Taming interleukin-12: Engineering of bispecific antibody-based IL-12 mimetics with biased agonism capacities

In this work, we have generated bispecific interleukin (IL)-12 surrogate agonists based on camelid-derived single-domain antibodies (sdAbs) targeting the IL-12 receptor (IL-12R) subunits IL-12R beta 1 and IL-12R beta 2. Following immunization and antibody display-based paratope isolation, respective sdAbs were combinatorially reformatted into a monovalent bispecific architecture by grafting resulting paratopes onto the hinge region of a heterodimeric Fc region. Functional characterization using NK-92 cells enabled the identification of multiple different sdAb-based bispecifics displaying divergent IL-12R agonism capacities as analyzed by STAT4 phosphorylation. Further investigations by harnessing peripheral blood mononuclear cells (PBMCs) from healthy donors revealed attenuated pSTAT4 activation compared to recombinant human (rh) wild-type IL-12 regarding both natural killer (NK)-cell and T-cell activation but robust IL-12R agonism on stimulated T cells.

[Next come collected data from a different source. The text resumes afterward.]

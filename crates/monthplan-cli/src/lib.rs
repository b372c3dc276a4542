pub mod cli;
pub mod commands;
pub mod file_store;
pub mod render;

use std::ffi::OsString;
use std::io::{self, Write};

use anyhow::Context;
use chrono::{Local, NaiveDate};
use clap::Parser;
use monthplan_core::config::PlannerConfig;
use monthplan_core::store::TaskStore;
use tracing::info;

#[tracing::instrument(skip_all)]
pub fn run(raw_args: Vec<OsString>) -> anyhow::Result<()> {
    let mut out = io::stdout().lock();
    run_with(
        raw_args,
        Local::now().date_naive(),
        &render::Renderer::detect(),
        &mut out,
    )
}

/// Runs one command against the data directory, writing its output to
/// `out`. `today` anchors time windows and the default month.
pub fn run_with<W: Write>(
    raw_args: Vec<OsString>,
    today: NaiveDate,
    renderer: &render::Renderer,
    out: &mut W,
) -> anyhow::Result<()> {
    let cli = cli::GlobalCli::parse_from(raw_args);

    cli::init_tracing(cli.verbose, cli.quiet)?;

    info!(
        verbose = cli.verbose,
        quiet = cli.quiet,
        "starting monthplan CLI"
    );

    let cfg = PlannerConfig::load_embedded();

    let data_dir = file_store::resolve_data_dir(cli.data.as_deref())
        .context("failed to resolve data directory")?;

    let backend = file_store::FileStore::open(&data_dir)
        .with_context(|| format!("failed to open data directory {}", data_dir.display()))?;

    let mut store = TaskStore::load(backend, &cfg.storage_key)
        .with_context(|| format!("failed to load tasks from {}", data_dir.display()))?;

    commands::dispatch(&mut store, &cfg, renderer, cli.command, today, out)?;

    info!("done");
    Ok(())
}
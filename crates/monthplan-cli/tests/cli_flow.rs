use std::ffi::OsString;
use std::fs;
use std::path::Path;

use chrono::NaiveDate;
use monthplan_cli::render::Renderer;
use monthplan_cli::run_with;
use tempfile::tempdir;

fn august(day: u32) -> NaiveDate {
    NaiveDate::from_ymd_opt(2024, 8, day).expect("valid date")
}

fn run(data: &Path, args: &[&str]) -> anyhow::Result<String> {
    let mut argv: Vec<OsString> = vec!["monthplan".into(), "--data".into(), data.into()];
    argv.extend(args.iter().map(OsString::from));

    let mut out = Vec::new();
    run_with(argv, august(13), &Renderer::plain(), &mut out)?;
    Ok(String::from_utf8(out).expect("utf8"))
}

#[test]
fn first_run_seeds_and_persists() {
    let temp = tempdir().expect("tempdir");
    let listed = run(temp.path(), &["list"]).expect("list");

    for name in ["TASK 5", "Task 1", "TASK 4", "TASK 3", "TASK 2", "TASK 6"] {
        assert!(listed.contains(name), "missing {name}");
    }
    let raw = fs::read_to_string(temp.path().join("tasks.json")).expect("stored file");
    assert!(raw.contains("\"startDate\":\"2024-08-07\""));
}

#[test]
fn add_move_resize_delete_round_trip() {
    let temp = tempdir().expect("tempdir");
    let created = run(
        temp.path(),
        &[
            "add",
            "--name",
            "Launch",
            "--category",
            "to do",
            "--start",
            "2024-08-22",
            "--end",
            "2024-08-21",
        ],
    )
    .expect("add");
    let id = created
        .trim()
        .strip_prefix("Created task ")
        .and_then(|rest| rest.strip_suffix('.'))
        .expect("created id")
        .to_string();

    let moved = run(temp.path(), &["move", &id, "2024-08-26"]).expect("move");
    assert!(moved.contains("start     2024-08-26"));
    assert!(moved.contains("end       2024-08-27"));

    let resized = run(temp.path(), &["resize", &id, "2024-08-25", "2024-08-30"]).expect("resize");
    assert!(resized.contains("days      6"));

    assert!(run(temp.path(), &["resize", &id, "2024-08-30", "2024-08-25"]).is_err());

    let json = run(temp.path(), &["list", "--search", "launch", "--json"]).expect("list json");
    let records: Vec<serde_json::Value> = serde_json::from_str(&json).expect("json");
    assert_eq!(records.len(), 1);
    assert_eq!(records[0]["endDate"], "2024-08-30");
    assert_eq!(records[0]["category"], "To Do");

    run(temp.path(), &["delete", &id]).expect("delete");
    assert!(run(temp.path(), &["delete", &id]).is_err());
}

#[test]
fn time_window_uses_today() {
    let temp = tempdir().expect("tempdir");
    let listed = run(temp.path(), &["list", "--within", "1"]).expect("list");
    assert!(listed.contains("Task 1"));
    assert!(listed.contains("TASK 2"));
    assert!(!listed.contains("TASK 5"));
    assert!(!listed.contains("TASK 6"));
}

#[test]
fn month_defaults_to_current_month() {
    let temp = tempdir().expect("tempdir");
    let month = run(temp.path(), &["month"]).expect("month");
    assert!(month.starts_with("August 2024\n"));

    let september = run(temp.path(), &["month", "2024-09"]).expect("month");
    assert!(september.starts_with("September 2024\n"));
    assert!(run(temp.path(), &["month", "2024-13"]).is_err());
}

#[test]
fn malformed_store_fails_and_is_left_alone() {
    let temp = tempdir().expect("tempdir");
    let path = temp.path().join("tasks.json");
    fs::write(&path, "{not json").expect("write");

    let err = run(temp.path(), &["list"]).expect_err("malformed store");
    assert!(format!("{err:#}").contains("failed to parse stored tasks"));
    assert_eq!(fs::read_to_string(&path).expect("read"), "{not json");
}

While several sdAb-based IL-12 mimetics were nearly inactive on NK cells as well as T cells obtained from PBMCs, they elicited significant STAT4 phosphorylation and interferon (IFN)-gamma release on stimulated T cells as well as an IL-12-like transcriptional signature. Furthermore, we demonstrate that the activity of receptor agonism of generated bispecific IL-12 mimetics can also be biased towards stimulated T cells by changing the spatial orientation of the individual sdAbs within the molecular design architecture. Taken together, we present an alternative strategy to generate IL-12-like biologics with tailor-made characteristics.